Here’s an example of how it all comes together. An online store has an inventory bloat of red sweaters. To shift the garments, the store runs a campaign and offers those sweaters at a steep discount — a rather traditional approach.
But with the help analytics and historical data, the store could run a more diversified campaign, perhaps offering a small discount to those who are more likely to buy that sweater (targeting frequent buyers or those who have purchased similar brands). In this model, the higher discount is reserved as an incentive for those who are less likely to purchase it (infrequent buyers or those who haven’t purchased similar goods in the past).

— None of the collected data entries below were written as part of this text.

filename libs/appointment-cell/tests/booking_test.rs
use std::sync::Arc;

use assert_matches::assert_matches;
use axum::{
    extract::{rejection::JsonRejection, Extension, Path, Query, State},
    http::StatusCode,
    response::IntoResponse,
    Json,
};
use uuid::Uuid;

use appointment_cell::handlers::{book_appointment, cancel_appointment, get_my_appointments};
use appointment_cell::models::BookAppointmentRequest;
use doctor_cell::handlers::get_doctor_availability;
use doctor_cell::models::AvailabilityQuery;
use shared_database::{AppState, InMemoryDirectory, InMemoryLedger};
use shared_models::auth::User;
use shared_models::error::AppError;
use shared_models::scheduling::{AppointmentStatus, AppointmentType, Doctor, Slot, WorkingHours};
use shared_utils::clock::FixedClock;
use shared_utils::test_utils::{TestCalendar, TestConfig, TestUser};

struct Fixture {
    state: Arc<AppState>,
    doctor: Doctor,
}

/// One doctor working Monday 09:00-17:00, clock pinned well before the test week.
fn fixture() -> Fixture {
    let doctor = Doctor {
        id: Uuid::new_v4(),
        name: "Dr. Sarah Smith".to_string(),
        specialization: "Cardiologist".to_string(),
        bio: None,
        fee: 150.0,
    };
    let hours = WorkingHours {
        doctor_id: doctor.id,
        day_of_week: 1,
        start_time: "09:00".parse().unwrap(),
        end_time: "17:00".parse().unwrap(),
    };

    let state = AppState::new(
        TestConfig::default().to_app_config(),
        Arc::new(InMemoryLedger::new()),
        Arc::new(InMemoryDirectory::new().with_doctor(doctor.clone(), vec![hours], Vec::new())),
        Arc::new(FixedClock(TestCalendar::long_before())),
    );

    Fixture {
        state: Arc::new(state),
        doctor,
    }
}

fn patient(email: &str) -> Extension<User> {
    Extension(TestUser::patient(email).to_user())
}

type BookingBody = Result<Json<BookAppointmentRequest>, JsonRejection>;

fn booking(doctor_id: Uuid, date: &str, start_time: &str) -> BookingBody {
    typed_booking(doctor_id, date, start_time, None)
}

fn typed_booking(doctor_id: Uuid, date: &str, start_time: &str, kind: Option<&str>) -> BookingBody {
    Ok(Json(BookAppointmentRequest {
        doctor_id: Some(doctor_id.to_string()),
        date: Some(date.to_string()),
        start_time: Some(start_time.to_string()),
        appointment_type: kind.map(str::to_string),
    }))
}

async fn monday_slots(fx: &Fixture) -> Vec<Slot> {
    get_doctor_availability(
        State(fx.state.clone()),
        Path(fx.doctor.id.to_string()),
        Query(AvailabilityQuery {
            start: Some("2025-12-01".to_string()),
            end: Some("2025-12-01".to_string()),
        }),
    )
    .await
    .unwrap()
    .0
}

fn has_time(slots: &[Slot], time: &str) -> bool {
    slots.iter().any(|slot| slot.time.to_string() == time)
}

#[tokio::test]
async fn claim_then_cancel_round_trips_availability() {
    let fx = fixture();
    let alice = patient("alice@example.com");
    let bob = patient("bob@example.com");

    assert_eq!(monday_slots(&fx).await.len(), 16);

    let appointment = book_appointment(State(fx.state.clone()), alice.clone(), booking(fx.doctor.id, "2025-12-01", "10:00"))
        .await
        .unwrap()
        .0;
    assert_eq!(appointment.status, AppointmentStatus::Confirmed);
    assert_eq!(appointment.appointment_type, AppointmentType::InPerson);
    assert_eq!(appointment.user_id, alice.0.id);
    assert!(appointment.meeting_reference.is_none());

    let slots = monday_slots(&fx).await;
    assert_eq!(slots.len(), 15);
    assert!(!has_time(&slots, "10:00"));

    let second = book_appointment(State(fx.state.clone()), bob, booking(fx.doctor.id, "2025-12-01", "10:00")).await;
    assert_matches!(second, Err(AppError::Conflict(msg)) => assert_eq!(msg, "Slot already booked"));

    let cancelled = cancel_appointment(State(fx.state.clone()), Path(appointment.id.to_string()), alice)
        .await
        .unwrap()
        .0;
    assert_eq!(cancelled.status, AppointmentStatus::Cancelled);

    let slots = monday_slots(&fx).await;
    assert_eq!(slots.len(), 16);
    assert!(has_time(&slots, "10:00"));
}

#[tokio::test(flavor = "multi_thread", worker_threads = 4)]
async fn concurrent_claims_have_exactly_one_winner() {
    let fx = fixture();

    let racers: Vec<_> = ["alice@example.com", "bob@example.com"]
        .into_iter()
        .map(|email| {
            let state = fx.state.clone();
            let doctor_id = fx.doctor.id;
            tokio::spawn(async move {
                book_appointment(State(state), patient(email), booking(doctor_id, "2025-12-01", "11:30"))
                    .await
                    .map(|_| StatusCode::OK)
                    .unwrap_or_else(|e| e.status_code())
                    .as_u16()
            })
        })
        .collect();

    let mut statuses = Vec::new();
    for racer in racers {
        statuses.push(racer.await.unwrap());
    }
    statuses.sort();

    assert_eq!(statuses, vec![200, 409]);
}

#[tokio::test]
async fn second_cancel_keeps_appointment_cancelled() {
    let fx = fixture();
    let alice = patient("alice@example.com");

    let appointment = book_appointment(State(fx.state.clone()), alice.clone(), booking(fx.doctor.id, "2025-12-01", "09:00"))
        .await
        .unwrap()
        .0;

    let id = appointment.id.to_string();
    let first = cancel_appointment(State(fx.state.clone()), Path(id.clone()), alice.clone()).await.unwrap().0;
    let second = cancel_appointment(State(fx.state.clone()), Path(id), alice).await.unwrap().0;

    assert_eq!(first.status, AppointmentStatus::Cancelled);
    assert_eq!(second.status, AppointmentStatus::Cancelled);
    assert_eq!(second.id, appointment.id);
    assert!(has_time(&monday_slots(&fx).await, "09:00"));
}

#[tokio::test]
async fn rebooking_after_cancel_creates_a_new_appointment() {
    let fx = fixture();
    let alice = patient("alice@example.com");
    let bob = patient("bob@example.com");

    let original = book_appointment(State(fx.state.clone()), alice.clone(), booking(fx.doctor.id, "2025-12-01", "14:00"))
        .await
        .unwrap()
        .0;
    cancel_appointment(State(fx.state.clone()), Path(original.id.to_string()), alice.clone())
        .await
        .unwrap();

    let rebooked = book_appointment(State(fx.state.clone()), bob, booking(fx.doctor.id, "2025-12-01", "14:00"))
        .await
        .unwrap()
        .0;
    assert_ne!(rebooked.id, original.id);

    // Cancelling the old row again must not free the slot bob now holds.
    cancel_appointment(State(fx.state.clone()), Path(original.id.to_string()), alice)
        .await
        .unwrap();
    assert!(!has_time(&monday_slots(&fx).await, "14:00"));
}

#[tokio::test]
async fn cancel_by_other_user_is_not_found() {
    let fx = fixture();
    let alice = patient("alice@example.com");

    let appointment = book_appointment(State(fx.state.clone()), alice, booking(fx.doctor.id, "2025-12-01", "15:00"))
        .await
        .unwrap()
        .0;

    let result = cancel_appointment(
        State(fx.state.clone()),
        Path(appointment.id.to_string()),
        patient("mallory@example.com"),
    )
    .await;
    assert_matches!(result, Err(AppError::NotFound(_)));

    let malformed = cancel_appointment(State(fx.state.clone()), Path("42".to_string()), patient("x@example.com")).await;
    assert_matches!(malformed, Err(AppError::NotFound(_)));

    assert!(!has_time(&monday_slots(&fx).await, "15:00"));
}

#[tokio::test]
async fn missing_fields_are_rejected() {
    let fx = fixture();

    let result = book_appointment(
        State(fx.state.clone()),
        patient("alice@example.com"),
        Ok(Json(BookAppointmentRequest {
            doctor_id: Some(fx.doctor.id.to_string()),
            ..Default::default()
        })),
    )
    .await;

    let error = result.unwrap_err();
    assert_eq!(error.status_code(), StatusCode::BAD_REQUEST);
    assert_eq!(error.into_response().status(), StatusCode::BAD_REQUEST);
}

#[tokio::test]
async fn unknown_type_is_rejected() {
    let fx = fixture();
    let request = typed_booking(fx.doctor.id, "2025-12-01", "10:00", Some("HOUSE_CALL"));

    let result = book_appointment(State(fx.state.clone()), patient("alice@example.com"), request).await;

    assert_matches!(result, Err(AppError::ValidationError(_)));
    assert_eq!(monday_slots(&fx).await.len(), 16);
}

#[tokio::test]
async fn booking_unknown_doctor_is_not_found() {
    let fx = fixture();

    let result = book_appointment(
        State(fx.state.clone()),
        patient("alice@example.com"),
        booking(Uuid::new_v4(), "2025-12-01", "10:00"),
    )
    .await;

    assert_matches!(result, Err(AppError::NotFound(msg)) => assert_eq!(msg, "Doctor not found"));
}

#[tokio::test]
async fn video_booking_carries_meeting_reference() {
    let fx = fixture();
    let alice = patient("alice@example.com");
    let request = typed_booking(fx.doctor.id, "2025-12-01", "16:30", Some("VIDEO"));

    let appointment = book_appointment(State(fx.state.clone()), alice.clone(), request)
        .await
        .unwrap()
        .0;

    assert_eq!(appointment.appointment_type, AppointmentType::Video);
    let reference = appointment.meeting_reference.unwrap();
    let prefix = format!("https://meet.example.test/clinic-{}-{}-", fx.doctor.id, alice.0.id);
    assert!(reference.starts_with(&prefix), "{reference}");
    assert!(reference[prefix.len()..].parse::<i64>().is_ok());
}

#[tokio::test]
async fn my_appointments_are_ordered_and_include_doctor() {
    let fx = fixture();
    let alice = patient("alice@example.com");
    let bob = patient("bob@example.com");

    for (date, time) in [("2025-12-08", "09:00"), ("2025-12-01", "16:00"), ("2025-12-01", "09:30")] {
        book_appointment(State(fx.state.clone()), alice.clone(), booking(fx.doctor.id, date, time))
            .await
            .unwrap();
    }
    let cancelled = book_appointment(State(fx.state.clone()), alice.clone(), booking(fx.doctor.id, "2025-12-01", "12:00"))
        .await
        .unwrap()
        .0;
    cancel_appointment(State(fx.state.clone()), Path(cancelled.id.to_string()), alice.clone())
        .await
        .unwrap();
    book_appointment(State(fx.state.clone()), bob, booking(fx.doctor.id, "2025-12-01", "10:00"))
        .await
        .unwrap();

    let mine = get_my_appointments(State(fx.state.clone()), alice).await.unwrap().0;

    let order: Vec<String> = mine
        .iter()
        .map(|a| format!("{} {}", a.appointment.date, a.appointment.start_time))
        .collect();
    assert_eq!(
        order,
        vec!["2025-12-01 09:30", "2025-12-01 12:00", "2025-12-01 16:00", "2025-12-08 09:00"]
    );
    assert_eq!(mine[1].appointment.status, AppointmentStatus::Cancelled);
    assert!(mine.iter().all(|a| a.doctor.as_ref() == Some(&fx.doctor)));

    let json = serde_json::to_value(&mine[0]).unwrap();
    assert_eq!(json["startTime"], "09:30");
    assert_eq!(json["doctor"]["name"], "Dr. Sarah Smith");
}
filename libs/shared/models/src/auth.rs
use chrono::{DateTime, Utc};
use serde::{Deserialize, Serialize};

#[derive(Debug, Serialize, Deserialize)]
pub struct JwtHeader {
    pub alg: String,
    pub typ: Option<String>,
}

#[derive(Debug, Serialize, Deserialize)]
pub struct JwtClaims {
    pub sub: String,
    pub exp: Option<u64>,
    pub email: Option<String>,
    pub role: Option<String>,
    pub user_metadata: Option<serde_json::Value>,
    pub aud: Option<String>,
    pub iat: Option<u64>,
}

/// Identity handed over by the auth provider. Only `id` matters to booking.
#[derive(Debug, Clone, Serialize, Deserialize)]
pub struct User {
    pub id: String,
    pub email: Option<String>,
    pub role: Option<String>,
    pub metadata: Option<serde_json::Value>,
    pub created_at: Option<DateTime<Utc>>,
}
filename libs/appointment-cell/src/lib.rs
pub mod handlers;
pub mod models;
pub mod router;
pub mod services;

pub use models::*;
pub use services::*;
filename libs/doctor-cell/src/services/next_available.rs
use chrono::{Duration, NaiveDate, NaiveDateTime};
use serde::Serialize;

use shared_models::scheduling::TimeOfDay;

use crate::services::slots::SlotGenerator;

/// Calendar days scanned for the directory's "next available" annotation,
/// today included.
pub const LOOKAHEAD_DAYS: i64 = 7;

pub const NOT_AVAILABLE: &str = "Not Available";

#[derive(Debug, Clone, PartialEq, Eq, Serialize)]
pub struct NextSlot {
    pub date: NaiveDate,
    pub time: TimeOfDay,
    #[serde(skip)]
    today: NaiveDate,
}

impl NextSlot {
    /// "Today, 10:30", "Tomorrow, 09:00" or "Wed, 14:00".
    pub fn label(&self) -> String {
        match (self.date - self.today).num_days() {
            0 => format!("Today, {}", self.time),
            1 => format!("Tomorrow, {}", self.time),
            _ => format!("{}, {}", self.date.format("%a"), self.time),
        }
    }
}

/// Last date covered by the look-ahead window starting on `today`.
pub fn lookahead_end(today: NaiveDate) -> NaiveDate {
    today + Duration::days(LOOKAHEAD_DAYS - 1)
}

/// First open slot within the look-ahead window, if any.
pub fn find_next_available(generator: &SlotGenerator<'_>, now: NaiveDateTime) -> Option<NextSlot> {
    let today = now.date();
    generator
        .iter(today, lookahead_end(today), now)
        .next()
        .map(|slot| NextSlot {
            date: slot.date,
            time: slot.time,
            today,
        })
}

pub fn label_or_unavailable(next: Option<&NextSlot>) -> String {
    next.map(NextSlot::label).unwrap_or_else(|| NOT_AVAILABLE.to_string())
}
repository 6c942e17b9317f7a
use std::sync::Arc;

use anyhow::Context;
use dotenv::dotenv;
use tokio::net::TcpListener;
use tower_http::cors::{Any, CorsLayer};
use tower_http::trace::{self, TraceLayer};
use tracing::{info, Level};
use tracing_subscriber::{layer::SubscriberExt, util::SubscriberInitExt};

mod router;

use shared_config::AppConfig;
use shared_database::AppState;

#[tokio::main]
async fn main() -> anyhow::Result<()> {
    // Loading Env Vars
    dotenv().ok();

    // Initialize tracing
    tracing_subscriber::registry()
        .with(tracing_subscriber::EnvFilter::new(
            std::env::var("RUST_LOG").unwrap_or_else(|_| "info,tower_http=debug".into()),
        ))
        .with(tracing_subscriber::fmt::layer())
        .init();

    info!("Starting clinic booking API server");

    // Load configuration
    let config = AppConfig::from_env();
    let addr = format!("{}:{}", config.host, config.port);

    // Storage handles are opened once here and shared by every cell
    let state = Arc::new(AppState::from_config(config).context("Failed to initialise storage")?);

    // Set up CORS
    let cors = CorsLayer::new()
        .allow_origin(Any)
        .allow_methods(Any)
        .allow_headers(Any);

    // Build the application router
    let app = router::create_router(state)
        .layer(
            TraceLayer::new_for_http()
                .make_span_with(trace::DefaultMakeSpan::new().level(Level::INFO))
                .on_response(trace::DefaultOnResponse::new().level(Level::INFO)),
        )
        .layer(cors);

    // Run the server
    let listener = TcpListener::bind(&addr)
        .await
        .with_context(|| format!("Failed to bind {}", addr))?;
    info!("Listening on {}", addr);

    axum::serve(listener, app).await.context("Server error")?;

    Ok(())
}
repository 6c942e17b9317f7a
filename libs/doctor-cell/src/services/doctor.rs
use std::sync::Arc;

use chrono::NaiveDateTime;
use futures::future::try_join_all;
use tracing::debug;
use uuid::Uuid;

use shared_database::{AppState, DoctorDirectory, DoctorSearchFilters};

use crate::models::{average_rating, DoctorDetails, DoctorError, DoctorListing};
use crate::services::availability::AvailabilityService;
use crate::services::next_available::label_or_unavailable;

/// Directory listing annotated with ratings and the next open slot.
pub struct DoctorService {
    directory: Arc<dyn DoctorDirectory>,
    availability: AvailabilityService,
}

impl DoctorService {
    pub fn new(state: &AppState) -> Self {
        Self {
            directory: Arc::clone(&state.directory),
            availability: AvailabilityService::new(state),
        }
    }

    pub async fn list_doctors(
        &self,
        filters: &DoctorSearchFilters,
        now: NaiveDateTime,
    ) -> Result<Vec<DoctorListing>, DoctorError> {
        let doctors = self.directory.search_doctors(filters).await?;
        debug!("Directory returned {} doctors", doctors.len());

        try_join_all(doctors.into_iter().map(|doctor| async move {
            let reviews = self.directory.reviews(doctor.id).await?;
            let next = self.availability.next_available_slot(doctor.id, now).await?;

            Ok::<_, DoctorError>(DoctorListing {
                average_rating: average_rating(&reviews),
                review_count: reviews.len(),
                next_available_slot: label_or_unavailable(next.as_ref()),
                doctor,
            })
        }))
        .await
    }

    pub async fn get_doctor_details(&self, doctor_id: Uuid) -> Result<DoctorDetails, DoctorError> {
        let doctor = self
            .directory
            .get_doctor(doctor_id)
            .await?
            .ok_or(DoctorError::NotFound)?;

        let (working_hours, reviews) = futures::try_join!(
            self.directory.working_hours(doctor_id),
            self.directory.reviews(doctor_id),
        )?;

        Ok(DoctorDetails {
            average_rating: average_rating(&reviews),
            review_count: reviews.len(),
            doctor,
            working_hours,
            reviews,
        })
    }
}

But wait! As the store feeds the system more rich and diverse data, it slowly turns into an AI-based recommendation engine. Let’s say it detects an unexpected demand for green sweaters. It’s time to shift gears and follow the system’s recommendation. Instead of the traditional knee-jerk reaction of focusing on selling the excess inventory of red sweaters, even if they’re filling warehouse space, the ROI of investing into a green sweater campaign will outweigh the loss of not promoting the hard to sell red sweaters.
Having the courage to go against the flow and adopt an iterative approach, rather than diving into your big data all at once, can pay dividends and put AI-driven decision-making quickly within your reach. We call it minimal viable prediction (MVP). And it works.